The winning entry illuminates the problem of communicating tens, hundreds, and thousands of generations into the future. Ashok Sukumaran proposes to seed all of Yucca Mountain with self-replicating, genetically engineered, cobalt-blue cactuses, using this unnatural contrast against the ochre of the desert as a living warning. Clearly, though, this painted desert would be hauntingly beautiful and alluring, and might draw people rather than repel them. And there's the rub: Art and architecture act as our highest expressions of humanity, not as shouts of danger. Libby Lumpkin, the founding curator of the art collection in Steve Wynn's Bellagio Hotel, said one of the reasons she was interested in being a juror was "it was a show that no one could succeed at."
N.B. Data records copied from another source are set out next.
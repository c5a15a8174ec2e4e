//! Task list store for `tudu`.
//!
//! Owns the ordered task collection and the single active-edit slot, and
//! exposes the only legal mutation paths. Every operation is a synchronous,
//! complete state transition or a no-op.

pub mod command;
pub mod store;
pub mod task;

pub use command::{Command, Outcome};
pub use store::TaskStore;
pub use task::{ActiveEdit, Task, TaskId, TaskRow};

use thiserror::Error;

/// Errors that can occur during task operations.
///
/// Unknown ids and blank input are not errors: those operations are
/// silent no-ops.
#[derive(Debug, Error, PartialEq, Eq)]
pub enum TaskError {
    /// Editing was attempted on a completed task.
    #[error("Task is already completed and cannot be edited.")]
    Locked(TaskId),
}
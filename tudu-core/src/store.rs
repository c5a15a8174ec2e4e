//! Task store: the ordered task collection plus the active-edit slot.
//!
//! `TaskStore` provides the only mutation paths for tasks. Tasks are kept
//! in insertion order and are never resorted.

use crate::TaskError;
use crate::command::{Command, Outcome};
use crate::task::{ActiveEdit, Task, TaskId, TaskRow};

/// Holds the task list and the single shared edit buffer.
///
/// The edit buffer is an `Option<ActiveEdit>`, so at most one task can be
/// editing at any time. Starting an edit on another task replaces (and
/// discards) the previous one.
#[derive(Debug, Default, Clone)]
pub struct TaskStore {
    tasks: Vec<Task>,
    active_edit: Option<ActiveEdit>,
}

impl TaskStore {
    /// Creates an empty store.
    #[must_use]
    pub fn new() -> Self {
        Self::default()
    }

    /// Appends a task unless `input` is blank.
    ///
    /// The text is stored as given (not trimmed). Returns the new id, or
    /// `None` when the input was empty or whitespace-only.
    pub fn add_task(&mut self, input: &str) -> Option<TaskId> {
        if input.trim().is_empty() {
            tracing::debug!("ignoring blank task input");
            return None;
        }
        let task = Task::new(input);
        let id = task.id;
        self.tasks.push(task);
        tracing::debug!(%id, "task added");
        Some(id)
    }

    /// Removes the task with the given id and returns it.
    ///
    /// Unknown ids leave the store untouched. Deleting the task being
    /// edited also drops the active edit.
    pub fn delete_task(&mut self, id: &TaskId) -> Option<Task> {
        let Some(pos) = self.position(id) else {
            tracing::debug!(%id, "delete: no such task");
            return None;
        };
        if self.is_editing(id) {
            self.active_edit = None;
        }
        let task = self.tasks.remove(pos);
        tracing::debug!(%id, "task deleted");
        Some(task)
    }

    /// Flips completion and ends editing on that task.
    ///
    /// Returns the new completion state, or `None` for an unknown id.
    pub fn toggle_complete(&mut self, id: &TaskId) -> Option<bool> {
        let Some(pos) = self.position(id) else {
            tracing::debug!(%id, "toggle: no such task");
            return None;
        };
        if self.is_editing(id) {
            self.active_edit = None;
        }
        let task = &mut self.tasks[pos];
        task.is_completed = !task.is_completed;
        tracing::debug!(%id, completed = task.is_completed, "task toggled");
        Some(task.is_completed)
    }

    /// Starts editing a task, loading its current text into the buffer.
    ///
    /// Any edit already in progress on another task is discarded. Unknown
    /// ids are a no-op.
    ///
    /// # Errors
    ///
    /// Returns [`TaskError::Locked`] if the task is completed; the store is
    /// left unchanged.
    pub fn start_editing(&mut self, id: &TaskId) -> Result<(), TaskError> {
        let Some(task) = self.get(id) else {
            tracing::debug!(%id, "edit: no such task");
            return Ok(());
        };
        if task.is_completed {
            return Err(TaskError::Locked(*id));
        }
        let buffer = task.text.clone();
        if let Some(previous) = self.active_edit.as_ref().filter(|edit| edit.id != *id) {
            tracing::debug!(id = %previous.id, "discarding previous edit");
        }
        self.active_edit = Some(ActiveEdit { id: *id, buffer });
        tracing::debug!(%id, "edit started");
        Ok(())
    }

    /// Writes the edit buffer into the task and ends editing.
    ///
    /// Empty text is accepted. If `id` does not own the active edit,
    /// nothing changes. Returns whether a save happened.
    pub fn save_task(&mut self, id: &TaskId) -> bool {
        if !self.is_editing(id) {
            tracing::debug!(%id, "save: task is not being edited");
            return false;
        }
        let (Some(pos), Some(edit)) = (self.position(id), self.active_edit.take()) else {
            return false;
        };
        self.tasks[pos].text = edit.buffer;
        tracing::debug!(%id, "task saved");
        true
    }

    /// Drops the active edit without touching the task text.
    ///
    /// Returns the id that was being edited, if any.
    pub fn cancel_edit(&mut self) -> Option<TaskId> {
        let edit = self.active_edit.take()?;
        tracing::debug!(id = %edit.id, "edit cancelled");
        Some(edit.id)
    }

    /// Applies a [`Command`] and reports what changed.
    ///
    /// # Errors
    ///
    /// Returns [`TaskError::Locked`] when [`Command::Edit`] targets a
    /// completed task.
    pub fn dispatch(&mut self, command: Command) -> Result<Outcome, TaskError> {
        let outcome = match command {
            Command::Add(text) => self.add_task(&text).map_or(Outcome::Unchanged, Outcome::Added),
            Command::Toggle(id) => self
                .toggle_complete(&id)
                .map_or(Outcome::Unchanged, |completed| Outcome::Toggled { id, completed }),
            Command::Edit(id) => {
                self.start_editing(&id)?;
                if self.is_editing(&id) {
                    Outcome::EditStarted(id)
                } else {
                    Outcome::Unchanged
                }
            }
            Command::Save(id) => {
                if self.save_task(&id) {
                    Outcome::Saved(id)
                } else {
                    Outcome::Unchanged
                }
            }
            Command::Delete(id) => self
                .delete_task(&id)
                .map_or(Outcome::Unchanged, |task| Outcome::Deleted(task.id)),
            Command::CancelEdit => self
                .cancel_edit()
                .map_or(Outcome::Unchanged, Outcome::EditCancelled),
        };
        Ok(outcome)
    }

    /// Current edit buffer contents, or `""` when nothing is being edited.
    #[must_use]
    pub fn edit_buffer(&self) -> &str {
        self.active_edit.as_ref().map_or("", |edit| edit.buffer.as_str())
    }

    /// Mutable access to the edit buffer, if an edit is active.
    pub fn edit_buffer_mut(&mut self) -> Option<&mut String> {
        self.active_edit.as_mut().map(|edit| &mut edit.buffer)
    }

    /// Replaces the edit buffer contents. No-op when nothing is being edited.
    pub fn set_edit_buffer(&mut self, text: impl Into<String>) {
        if let Some(buffer) = self.edit_buffer_mut() {
            *buffer = text.into();
        }
    }

    /// The active edit, if any.
    #[must_use]
    pub const fn active_edit(&self) -> Option<&ActiveEdit> {
        self.active_edit.as_ref()
    }

    /// Whether `id` owns the active edit.
    #[must_use]
    pub fn is_editing(&self, id: &TaskId) -> bool {
        self.active_edit.as_ref().is_some_and(|edit| edit.id == *id)
    }

    /// All tasks in insertion order.
    #[must_use]
    pub fn tasks(&self) -> &[Task] {
        &self.tasks
    }

    /// Tasks joined with their editing state, in insertion order.
    pub fn rows(&self) -> impl Iterator<Item = TaskRow<'_>> {
        self.tasks.iter().map(|task| TaskRow {
            task,
            is_editing: self.is_editing(&task.id),
        })
    }

    /// Looks up a task by id.
    #[must_use]
    pub fn get(&self, id: &TaskId) -> Option<&Task> {
        self.tasks.iter().find(|task| task.id == *id)
    }

    /// Number of tasks.
    #[must_use]
    pub fn len(&self) -> usize {
        self.tasks.len()
    }

    /// Whether the store holds no tasks.
    #[must_use]
    pub fn is_empty(&self) -> bool {
        self.tasks.is_empty()
    }

    /// Number of completed tasks.
    #[must_use]
    pub fn completed_count(&self) -> usize {
        self.tasks.iter().filter(|task| task.is_completed).count()
    }

    fn position(&self, id: &TaskId) -> Option<usize> {
        self.tasks.iter().position(|task| task.id == *id)
    }
}
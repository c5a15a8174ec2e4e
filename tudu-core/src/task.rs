//! Task record types for `tudu`.
//!
//! A [`Task`] carries its identity, text, and completion flag. Whether a
//! task is being edited is not stored on the record itself: the store owns a
//! single [`ActiveEdit`] slot, and [`TaskRow`] joins the two for rendering.

use uuid::Uuid;

/// Unique identifier for a task, based on UUID v7 for time-ordering.
#[derive(Debug, Clone, Copy, PartialEq, Eq, Hash, PartialOrd, Ord)]
pub struct TaskId(Uuid);

impl TaskId {
    /// Creates a new time-ordered task identifier (UUID v7).
    #[must_use]
    pub fn new() -> Self {
        Self(Uuid::now_v7())
    }

    /// Creates a `TaskId` from an existing UUID.
    #[must_use]
    pub const fn from_uuid(uuid: Uuid) -> Self {
        Self(uuid)
    }

    /// Returns the inner UUID value.
    #[must_use]
    pub const fn as_uuid(&self) -> &Uuid {
        &self.0
    }
}

impl Default for TaskId {
    fn default() -> Self {
        Self::new()
    }
}

impl std::fmt::Display for TaskId {
    fn fmt(&self, f: &mut std::fmt::Formatter<'_>) -> std::fmt::Result {
        write!(f, "{}", self.0)
    }
}

/// One to-do entry.
#[derive(Debug, Clone, PartialEq, Eq)]
pub struct Task {
    /// Unique task identifier, assigned at creation.
    pub id: TaskId,
    /// User-entered text. May be empty after an empty save.
    pub text: String,
    /// Completed tasks are locked against editing.
    pub is_completed: bool,
}

impl Task {
    /// Creates an open task with a fresh identifier.
    #[must_use]
    pub fn new(text: impl Into<String>) -> Self {
        Self {
            id: TaskId::new(),
            text: text.into(),
            is_completed: false,
        }
    }
}

/// The in-progress edit: which task owns the buffer, and its contents.
#[derive(Debug, Clone, PartialEq, Eq)]
pub struct ActiveEdit {
    /// Task being edited.
    pub id: TaskId,
    /// Text being composed; replaces the task text on save.
    pub buffer: String,
}

/// Read-only view of a task joined with its editing state.
#[derive(Debug, Clone, Copy, PartialEq, Eq)]
pub struct TaskRow<'a> {
    /// The underlying record.
    pub task: &'a Task,
    /// Whether this task owns the active edit.
    pub is_editing: bool,
}
//! Title bar rendering.

use ratatui::{
    Frame,
    layout::Rect,
    text::{Line, Span},
    widgets::Paragraph,
};

use super::theme;
use crate::app::App;

/// Render the heading on a slate band across the top of the screen.
pub fn render(frame: &mut Frame, area: Rect, app: &App) {
    let lines = vec![
        Line::default(),
        Line::from(Span::raw(format!("  {}", app.title))),
    ];
    let paragraph = Paragraph::new(lines).style(theme::title_bar());
    frame.render_widget(paragraph, area);
}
Not that the government hasn't been on the case. The template for the eventual marker at Yucca Mountain was conceived in the early '90s for the Waste Isolation Pilot Plant near Carlsbad, New Mexico, the eternal (or so the DOE hopes) subterranean home of the detritus of the nuclear arms race. Among other things interred there are "contaminated laboratory piping, and booties and masks," says Michael Brill, an architectural theorist and professor at SUNY Buffalo. He led one of two teams of linguists, artists, engineers, archaeologists, and other experts, who were charged by Sandia National Laboratories to design a method of keeping future Indiana Joneses out of this real temple of doom. "Passive Institutional Controls," meaning monuments impervious to harsh climate and sandblasting winds, are mandated, because even the federal government has to acknowledge it might not be around in a few hundred years, never mind millennia hence.